Por M.K. Bhadrakumar*

O presidente da Ucrânia, Volodymyr Zelenskiy, visita Bucha, nos arredores de Kiev, em 4 de abril de 2022 (Serviço de Imprensa Presidencial da Ucrânia via Reuters).

Se a narrativa em Washington era sobre vencer a guerra na Ucrânia, agora fala-se em “atividade de resistência contra as forças de ocupação russas”; é provavelmente nesse contexto que deve ser entendida a analogia histórica de Putin com Pedro, o Grande.


O Conselho de Relações Exteriores (CFR, Council on Foreign Relations), com sede em Nova York, realizou uma videoconferência em 31 de maio intitulada “Russia’s War in Ukraine: How does it end?” (Guerra da Rússia na Ucrânia: como termina?) O presidente do think tank, Richard Haas, presidiu o painel de participantes ilustres – Stephen Hadley, Prof. Charles Kupchan, Alina Polyakova e o tenente-general (aposentado) Stephen Twitty. Foi uma grande discussão dominada pela corrente liberal internacionalista que até agora orientou a equipe de segurança nacional do presidente Biden, que quer ajudar a Ucrânia a travar uma longa guerra contra a Rússia.

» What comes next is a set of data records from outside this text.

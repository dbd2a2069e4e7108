use super::types::Table;
use crate::error::Result;
use polars::prelude::*;

/// Drops rows that repeat an earlier row across every column.
///
/// The first occurrence wins and surviving rows keep their relative order.
/// Missing values compare equal to each other.
pub fn drop_duplicates(table: Table) -> Result<Table> {
    let df = table
        .df
        .clone()
        .lazy()
        .unique_stable(None, UniqueKeepStrategy::First)
        .collect()?;
    Ok(table.with_df(df))
}
//! Integration tests for the full load, clean, export workflow
//!
//! These run the pipeline on fixture files, both through the library and
//! through the compiled `datascrub` binary.

use datascrub::cleaner::{OutputFormat, clean_data, export_data, load_data};
use datascrub::config::CleaningConfig;
use std::path::{Path, PathBuf};
use std::process::Command;

fn fixture(name: &str) -> PathBuf {
    PathBuf::from("testdata").join(name)
}

fn datascrub() -> Command {
    Command::new(env!("CARGO_BIN_EXE_datascrub"))
}

fn read_records(path: &Path) -> Vec<serde_json::Value> {
    let content = std::fs::read_to_string(path).expect("Output should be readable");
    serde_json::from_str(&content).expect("Output should be a JSON array of records")
}

#[test]
fn test_clean_survey_csv() {
    let table = load_data(&fixture("survey.csv")).expect("Fixture should load");
    assert_eq!(table.height(), 8, "Fixture has 8 rows including one duplicate");

    let cleaned = clean_data(table, &CleaningConfig::default()).expect("Cleaning should succeed");
    assert_eq!(cleaned.height(), 7, "Only the duplicate row is dropped");

    for column in cleaned.df.get_columns() {
        assert_eq!(column.null_count(), 0, "'{}' should be complete", column.name());
    }

    let amount = cleaned
        .df
        .column("amount")
        .expect("amount column")
        .as_materialized_series()
        .clone();
    let amount = amount.f64().expect("amount should be float after imputation");
    // Median 50.5 fills the gap, then Q1 49.5 / Q3 51.5 put the upper fence at 54.5
    assert_eq!(amount.get(5), Some(54.5));
    assert_eq!(amount.get(6), Some(50.5));
}

#[test]
fn test_library_export_then_reload() {
    let dir = tempfile::tempdir().expect("Temp dir");
    let output = dir.path().join("cleaned.xlsx");

    let table = load_data(&fixture("survey.csv")).expect("Fixture should load");
    let mut df = clean_data(table, &CleaningConfig::default())
        .expect("Cleaning should succeed")
        .into_df();
    export_data(&mut df, &output, OutputFormat::Excel).expect("Export should succeed");

    let reloaded = load_data(&output).expect("Exported workbook should load");
    assert_eq!(reloaded.height(), 7);
    assert_eq!(reloaded.width(), 4);
}

#[test]
fn test_cli_writes_json_and_log() {
    let dir = tempfile::tempdir().expect("Temp dir");
    let output = dir.path().join("cleaned.json");
    let log = dir.path().join("run.log");

    let result = datascrub()
        .arg(fixture("survey.csv"))
        .arg("-o")
        .arg(&output)
        .args(["-f", "json"])
        .arg("--log-file")
        .arg(&log)
        .output()
        .expect("Binary should run");

    assert!(
        result.status.success(),
        "stderr: {}",
        String::from_utf8_lossy(&result.stderr)
    );
    let stdout = String::from_utf8_lossy(&result.stdout);
    assert!(stdout.contains("SUCCESS: Cleaned data saved to"));

    let records = read_records(&output);
    assert_eq!(records.len(), 7);
    assert_eq!(
        records.first().and_then(|r| r.get("name")).and_then(|v| v.as_str()),
        Some("Alice")
    );
    assert_eq!(
        records.get(1).and_then(|r| r.get("signup_date")).and_then(|v| v.as_str()),
        Some("2023-01-06")
    );

    let log_text = std::fs::read_to_string(&log).expect("Log file should exist");
    assert!(log_text.contains("Original dataset contains 8 rows"));
    assert!(log_text.contains("Final dataset contains 7 clean rows"));
}

#[test]
fn test_cli_remove_policy() {
    let dir = tempfile::tempdir().expect("Temp dir");
    let output = dir.path().join("cleaned.csv");

    let result = datascrub()
        .arg(fixture("survey.csv"))
        .arg("-o")
        .arg(&output)
        .args(["--outlier-policy", "remove"])
        .arg("--log-file")
        .arg(dir.path().join("run.log"))
        .output()
        .expect("Binary should run");
    assert!(result.status.success());

    let cleaned = load_data(&output).expect("Output should load");
    assert_eq!(cleaned.height(), 6, "Duplicate and outlier rows are gone");
}

#[test]
fn test_cli_missing_input_fails() {
    let dir = tempfile::tempdir().expect("Temp dir");
    let log = dir.path().join("run.log");

    let result = datascrub()
        .arg(dir.path().join("missing.csv"))
        .arg("-o")
        .arg(dir.path().join("out.csv"))
        .arg("--log-file")
        .arg(&log)
        .output()
        .expect("Binary should run");

    assert_eq!(result.status.code(), Some(1));
    let stderr = String::from_utf8_lossy(&result.stderr);
    assert!(stderr.contains("ERROR: File not found"), "stderr: {stderr}");
    assert!(!dir.path().join("out.csv").exists());

    let log_text = std::fs::read_to_string(&log).expect("Failure should still be logged");
    assert!(log_text.contains("critical"));
}

#[test]
fn test_cli_unsupported_input_fails() {
    let dir = tempfile::tempdir().expect("Temp dir");

    let result = datascrub()
        .arg(fixture("unsupported.tsv"))
        .arg("--log-file")
        .arg(dir.path().join("run.log"))
        .arg("-o")
        .arg(dir.path().join("out.csv"))
        .output()
        .expect("Binary should run");

    assert_eq!(result.status.code(), Some(1));
    let stderr = String::from_utf8_lossy(&result.stderr);
    assert!(stderr.contains("ERROR: Unsupported format"), "stderr: {stderr}");
}
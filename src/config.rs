use crate::cleaner::{IQR_MULTIPLIER, OutlierPolicy};
use crate::error::{CleanerError, Result, ResultExt as _};
use serde::{Deserialize, Serialize};
use std::path::{Path, PathBuf};

pub const DEFAULT_LOG_FILE: &str = "data_cleaning.log";
pub const DEFAULT_DATE_MARKER: &str = "date";

/// Settings for one cleaning run. Every field has a default, so a config file
/// only needs the keys it changes:
///
/// ```json
/// { "outlier_policy": "remove" }
/// ```
#[derive(Debug, Clone, PartialEq, Serialize, Deserialize)]
#[serde(default)]
pub struct CleaningConfig {
    pub outlier_policy: OutlierPolicy,
    pub iqr_multiplier: f64,
    /// Case-insensitive substring marking a column for date standardization
    pub date_column_marker: String,
    pub log_file: PathBuf,
}

impl Default for CleaningConfig {
    fn default() -> Self {
        Self {
            outlier_policy: OutlierPolicy::Clip,
            iqr_multiplier: IQR_MULTIPLIER,
            date_column_marker: DEFAULT_DATE_MARKER.to_owned(),
            log_file: PathBuf::from(DEFAULT_LOG_FILE),
        }
    }
}

impl CleaningConfig {
    /// Reads a JSON config file and validates it.
    ///
    /// # Errors
    ///
    /// Returns [`CleanerError::Config`] if the file is unreadable, is not
    /// valid JSON, or holds out-of-range values.
    pub fn load(path: &Path) -> Result<Self> {
        let content = std::fs::read_to_string(path)
            .map_err(|e| CleanerError::Config(e.to_string()))
            .with_context(|| format!("Failed to read config file {}", path.display()))?;
        let config: Self = serde_json::from_str(&content).context("Failed to parse JSON config")?;
        config.validate()?;
        Ok(config)
    }

    /// # Errors
    ///
    /// Returns [`CleanerError::Config`] describing the first invalid field.
    pub fn validate(&self) -> Result<()> {
        if !self.iqr_multiplier.is_finite() || self.iqr_multiplier < 0.0 {
            return Err(CleanerError::Config(format!(
                "iqr_multiplier must be a non-negative number, got {}",
                self.iqr_multiplier
            )));
        }
        if self.date_column_marker.trim().is_empty() {
            return Err(CleanerError::Config(
                "date_column_marker must not be empty".to_owned(),
            ));
        }
        Ok(())
    }
}
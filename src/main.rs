//! # datascrub command-line entry point
//!
//! ```bash
//! datascrub survey_export.xlsx -o cleaned.json -f json
//! ```
//!
//! Exits 0 after printing where the cleaned data went. Any failure is logged,
//! reported on stderr, and turned into exit status 1.

#![warn(clippy::all, rust_2018_idioms)]
#![expect(clippy::print_stdout, clippy::print_stderr)] // CLI reports to the terminal

mod cli;

use clap::Parser as _;
use std::process::ExitCode;

fn main() -> ExitCode {
    let cli = cli::Cli::parse();

    match cli::run(&cli) {
        Ok(output) => {
            println!("\nSUCCESS: Cleaned data saved to {}", output.display());
            ExitCode::SUCCESS
        }
        Err(err) => {
            eprintln!("\nERROR: {err:#}");
            ExitCode::FAILURE
        }
    }
}
//! # datascrub - batch cleaning for tabular research data
//!
//! datascrub loads a CSV, Excel or JSON file into a table, runs a fixed
//! cleaning sequence over it and writes the result back out as CSV, Excel or
//! JSON.
//!
//! ## Quick Start
//!
//! ```no_run
//! use datascrub::cleaner::{OutputFormat, clean_data, export_data, load_data};
//! use datascrub::config::CleaningConfig;
//! use std::path::Path;
//!
//! let table = load_data(Path::new("survey.csv"))?;
//! let cleaned = clean_data(table, &CleaningConfig::default())?;
//!
//! let mut df = cleaned.into_df();
//! export_data(&mut df, Path::new("cleaned_data.csv"), OutputFormat::Csv)?;
//! # Ok::<(), datascrub::error::CleanerError>(())
//! ```
//!
//! ## Core Modules
//!
//! - [`cleaner`]: Loading, the cleaning stages and exporting
//!   - [`cleaner::text`]: Unicode and whitespace normalization
//!   - [`cleaner::dedup`]: Exact duplicate row removal
//!   - [`cleaner::impute`]: Missing value filling per column kind
//!   - [`cleaner::outliers`]: IQR outlier detection and treatment
//!   - [`cleaner::dates`]: Free-form date parsing to ISO `YYYY-MM-DD`
//!   - [`cleaner::io`]: File loaders and exporters
//! - [`config`]: Run settings, optionally read from a JSON file
//! - [`error`]: Error types and handling utilities
//! - [`logging`]: Per-run append-only log file
//!
//! ## Pipeline Order
//!
//! [`cleaner::clean_data`] always runs the stages in the same order:
//!
//! 1. text normalization (NFKC, collapsed whitespace, empty to missing)
//! 2. exact duplicate removal, keeping the first occurrence
//! 3. imputation (median, current date/time, mode, or empty string)
//! 4. outlier handling on every numeric column
//! 5. date standardization on columns whose name contains "date"
//!
//! Column kinds are classified once at load time and stay fixed for the run.

#![warn(clippy::all, rust_2018_idioms)]

pub mod cleaner;
pub mod config;
pub mod error;
pub mod logging;
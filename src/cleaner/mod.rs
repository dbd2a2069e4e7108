pub mod cleaning;
pub mod dates;
pub mod dedup;
pub mod impute;
pub mod io;
pub mod outliers;
pub mod text;
pub mod types;

pub use cleaning::{clean_data, date_columns};
pub use dates::{DateParse, parse_date, standardize_dates};
pub use dedup::drop_duplicates;
pub use impute::impute_missing;
pub use io::{OutputFormat, export_data, load_data};
pub use outliers::{IQR_MULTIPLIER, OutlierBounds, handle_outliers, iqr_bounds};
pub use text::{clean_text, normalize_text_columns};
pub use types::{ColumnKind, OutlierPolicy, Table};
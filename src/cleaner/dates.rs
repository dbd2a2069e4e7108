//! Date standardization for columns whose name mentions "date".
//!
//! Parsing is permissive: a value is tried against RFC 3339/2822, ISO
//! date-times, and a list of common date layouts. Ambiguous slash dates read
//! month-first (`01/06/2023` is January 6th) and fall back to day-first when
//! the first field cannot be a month (`25/12/2023`).

use super::text::as_text;
use super::types::Table;
use crate::error::Result;
use chrono::{DateTime, NaiveDate, NaiveDateTime};
use polars::prelude::*;

/// ISO-8601 calendar date layout written by the standardizer.
pub const ISO_DATE: &str = "%Y-%m-%d";

// Layouts led by a four-digit year. Only tried when the value starts with
// one, since %Y also reads `1/6/23` as year 1.
const YEAR_FIRST_DATETIME_FORMATS: &[&str] = &[
    "%Y-%m-%dT%H:%M:%S%.f",
    "%Y-%m-%d %H:%M:%S%.f",
    "%Y-%m-%dT%H:%M:%S",
    "%Y-%m-%d %H:%M:%S",
    "%Y-%m-%dT%H:%M",
    "%Y-%m-%d %H:%M",
    "%Y/%m/%d %H:%M:%S",
    "%Y/%m/%d %H:%M",
];

const YEAR_FIRST_DATE_FORMATS: &[&str] = &["%Y-%m-%d", "%Y/%m/%d", "%Y.%m.%d"];

const DATETIME_FORMATS: &[&str] = &[
    "%m/%d/%Y %H:%M:%S",
    "%m/%d/%Y %H:%M",
    "%d/%m/%Y %H:%M:%S",
    "%d/%m/%Y %H:%M",
];

const ZONED_FORMATS: &[&str] = &["%Y-%m-%d %H:%M:%S%.f%:z", "%Y-%m-%d %H:%M:%S%.f%z"];

const DATE_FORMATS: &[&str] = &[
    // Two-digit years first: %Y also accepts two digits and would read 23 as year 0023
    "%m/%d/%y",
    "%m/%d/%Y",
    "%m-%d-%y",
    "%m-%d-%Y",
    "%d/%m/%y",
    "%d/%m/%Y",
    "%d-%m-%Y",
    "%d.%m.%Y",
    "%B %d, %Y",
    "%B %d %Y",
    "%b %d, %Y",
    "%b %d %Y",
    "%d %B %Y",
    "%d %b %Y",
    "%d-%b-%y",
    "%d-%b-%Y",
    "%A, %B %d, %Y",
    "%a, %b %d, %Y",
];

/// Outcome of parsing one raw value as a calendar date.
#[derive(Clone, Copy, Debug, PartialEq, Eq)]
pub enum DateParse {
    Parsed(NaiveDate),
    Unparseable,
}

impl DateParse {
    pub fn date(self) -> Option<NaiveDate> {
        match self {
            Self::Parsed(d) => Some(d),
            Self::Unparseable => None,
        }
    }
}

/// Parses `raw` into a calendar date, discarding any time of day.
pub fn parse_date(raw: &str) -> DateParse {
    let s = raw.trim();
    if s.is_empty() {
        return DateParse::Unparseable;
    }

    if let Ok(dt) = DateTime::parse_from_rfc3339(s) {
        return DateParse::Parsed(dt.date_naive());
    }
    if let Ok(dt) = DateTime::parse_from_rfc2822(s) {
        return DateParse::Parsed(dt.date_naive());
    }
    for fmt in ZONED_FORMATS {
        if let Ok(dt) = DateTime::parse_from_str(s, fmt) {
            return DateParse::Parsed(dt.date_naive());
        }
    }

    let year_first = starts_with_year(s);
    let (datetime_formats, date_formats) = if year_first {
        (YEAR_FIRST_DATETIME_FORMATS, YEAR_FIRST_DATE_FORMATS)
    } else {
        (DATETIME_FORMATS, DATE_FORMATS)
    };
    for fmt in datetime_formats {
        if let Ok(dt) = NaiveDateTime::parse_from_str(s, fmt) {
            return DateParse::Parsed(dt.date());
        }
    }
    for fmt in date_formats {
        if let Ok(d) = NaiveDate::parse_from_str(s, fmt) {
            return DateParse::Parsed(d);
        }
    }

    // Compact YYYYMMDD, only for exactly eight digits
    if s.len() == 8 && s.bytes().all(|b| b.is_ascii_digit()) {
        if let Ok(d) = NaiveDate::parse_from_str(s, "%Y%m%d") {
            return DateParse::Parsed(d);
        }
    }

    DateParse::Unparseable
}

/// Four digits followed by a separator.
fn starts_with_year(s: &str) -> bool {
    let bytes = s.as_bytes();
    bytes.len() > 4
        && bytes.iter().take(4).all(u8::is_ascii_digit)
        && bytes.get(4).is_some_and(|b| !b.is_ascii_digit())
}

/// Replaces every value of `column` with its ISO calendar date, or with a
/// missing value when it cannot be read as a date.
///
/// Temporal columns are reduced to their date directly; zoned timestamps
/// take the calendar date in their own time zone. Anything else is read as
/// text and parsed with [`parse_date`].
pub fn standardize_dates(table: Table, column: &str) -> Result<Table> {
    let series = table.df.column(column)?.as_materialized_series().clone();

    let standardized = match series.dtype() {
        DataType::Date => col(column).dt().to_string(ISO_DATE),
        DataType::Datetime(_, _) => col(column).dt().date().dt().to_string(ISO_DATE),
        _ => {
            let text = as_text(&series);
            let mut failed = 0usize;
            let values: StringChunked = text
                .str()?
                .into_iter()
                .map(|raw| {
                    let raw = raw?;
                    let parsed = parse_date(raw).date();
                    if parsed.is_none() {
                        failed += 1;
                    }
                    parsed.map(|d| d.format(ISO_DATE).to_string())
                })
                .collect();
            if failed > 0 {
                tracing::warn!("Column '{column}': {failed} values could not be parsed as dates");
            }

            let mut df = table.df.clone();
            df.replace(column, values.with_name(column.into()).into_series())?;
            return Ok(table.with_df(df));
        }
    };

    let df = table
        .df
        .clone()
        .lazy()
        .with_column(standardized.alias(column))
        .collect()?;
    Ok(table.with_df(df))
}
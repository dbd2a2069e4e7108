use polars::prelude::*;
use serde::{Deserialize, Serialize};

/// Column classification that drives which pipeline stage touches a column.
///
/// Computed once from the loaded frame and never re-derived, so a text column
/// that normalization emptied is still imputed as text.
#[derive(Clone, Copy, Debug, PartialEq, Eq, Hash, Serialize, Deserialize)]
pub enum ColumnKind {
    Numeric,
    Datetime,
    Boolean,
    Text,
}

impl std::fmt::Display for ColumnKind {
    fn fmt(&self, f: &mut std::fmt::Formatter<'_>) -> std::fmt::Result {
        write!(f, "{}", self.as_str())
    }
}

impl ColumnKind {
    pub fn as_str(&self) -> &'static str {
        match self {
            Self::Numeric => "Numeric",
            Self::Datetime => "Datetime",
            Self::Boolean => "Boolean",
            Self::Text => "Text",
        }
    }

    pub fn from_dtype(dtype: &DataType) -> Self {
        match dtype {
            DataType::Date | DataType::Datetime(_, _) => Self::Datetime,
            DataType::Boolean => Self::Boolean,
            dt if dt.is_primitive_numeric() => Self::Numeric,
            _ => Self::Text,
        }
    }
}

/// How the outlier stage treats values outside the IQR fences.
#[derive(Clone, Copy, Debug, Default, PartialEq, Eq, Serialize, Deserialize)]
#[serde(rename_all = "lowercase")]
pub enum OutlierPolicy {
    /// Pull values back onto the nearest fence
    #[default]
    Clip,
    /// Drop rows holding an out-of-range value
    Remove,
    /// Replace out-of-range values with the column median
    Median,
}

impl std::fmt::Display for OutlierPolicy {
    fn fmt(&self, f: &mut std::fmt::Formatter<'_>) -> std::fmt::Result {
        let s = match self {
            Self::Clip => "clip",
            Self::Remove => "remove",
            Self::Median => "median",
        };
        f.write_str(s)
    }
}

/// The in-memory table: a frame plus the classification taken at load time.
#[derive(Clone, Debug)]
pub struct Table {
    pub df: DataFrame,
    kinds: Vec<(String, ColumnKind)>,
}

impl Table {
    /// Wraps a freshly loaded frame and classifies its columns.
    pub fn new(df: DataFrame) -> Self {
        let kinds = df
            .get_columns()
            .iter()
            .map(|c| (c.name().to_string(), ColumnKind::from_dtype(c.dtype())))
            .collect();
        Self { df, kinds }
    }

    pub fn height(&self) -> usize {
        self.df.height()
    }

    pub fn width(&self) -> usize {
        self.df.width()
    }

    /// Column names paired with their load-time classification, in column order.
    pub fn kinds(&self) -> &[(String, ColumnKind)] {
        &self.kinds
    }

    pub fn kind_of(&self, name: &str) -> Option<ColumnKind> {
        self.kinds
            .iter()
            .find(|(n, _)| n == name)
            .map(|(_, k)| *k)
    }

    /// Names of the columns with the given classification, left to right.
    pub fn columns_of_kind(&self, kind: ColumnKind) -> Vec<String> {
        self.kinds
            .iter()
            .filter(|(_, k)| *k == kind)
            .map(|(n, _)| n.clone())
            .collect()
    }

    pub fn into_df(self) -> DataFrame {
        self.df
    }

    /// Swaps in a new version of the frame, keeping the classification.
    pub(crate) fn with_df(self, df: DataFrame) -> Self {
        Self {
            df,
            kinds: self.kinds,
        }
    }
}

O que chamou a atenção na discussão foi o reconhecimento francamente articulado por um ex-general, que realmente havia lutado em guerras, de que não há como a Rússia ser derrotada na Ucrânia e, portanto, deve haver alguma clareza quanto ao fim do jogo declarado para “enfraquecer” a Rússia. O prognóstico sombrio era que a unidade europeia a propósito da guerra não está mais acontecendo.

Um cenário plausível seria que a Rússia transformasse a Ucrânia em um “conflito congelado” uma vez que a atual fase da guerra alcançasse os limites administrativos de Donbass, conectasse o Donbass à Crimeia e incorporasse Kherson, e uma “pausa estratégica e um impasse no futuro não-muito-distante” que pode abrir a porta para a diplomacia.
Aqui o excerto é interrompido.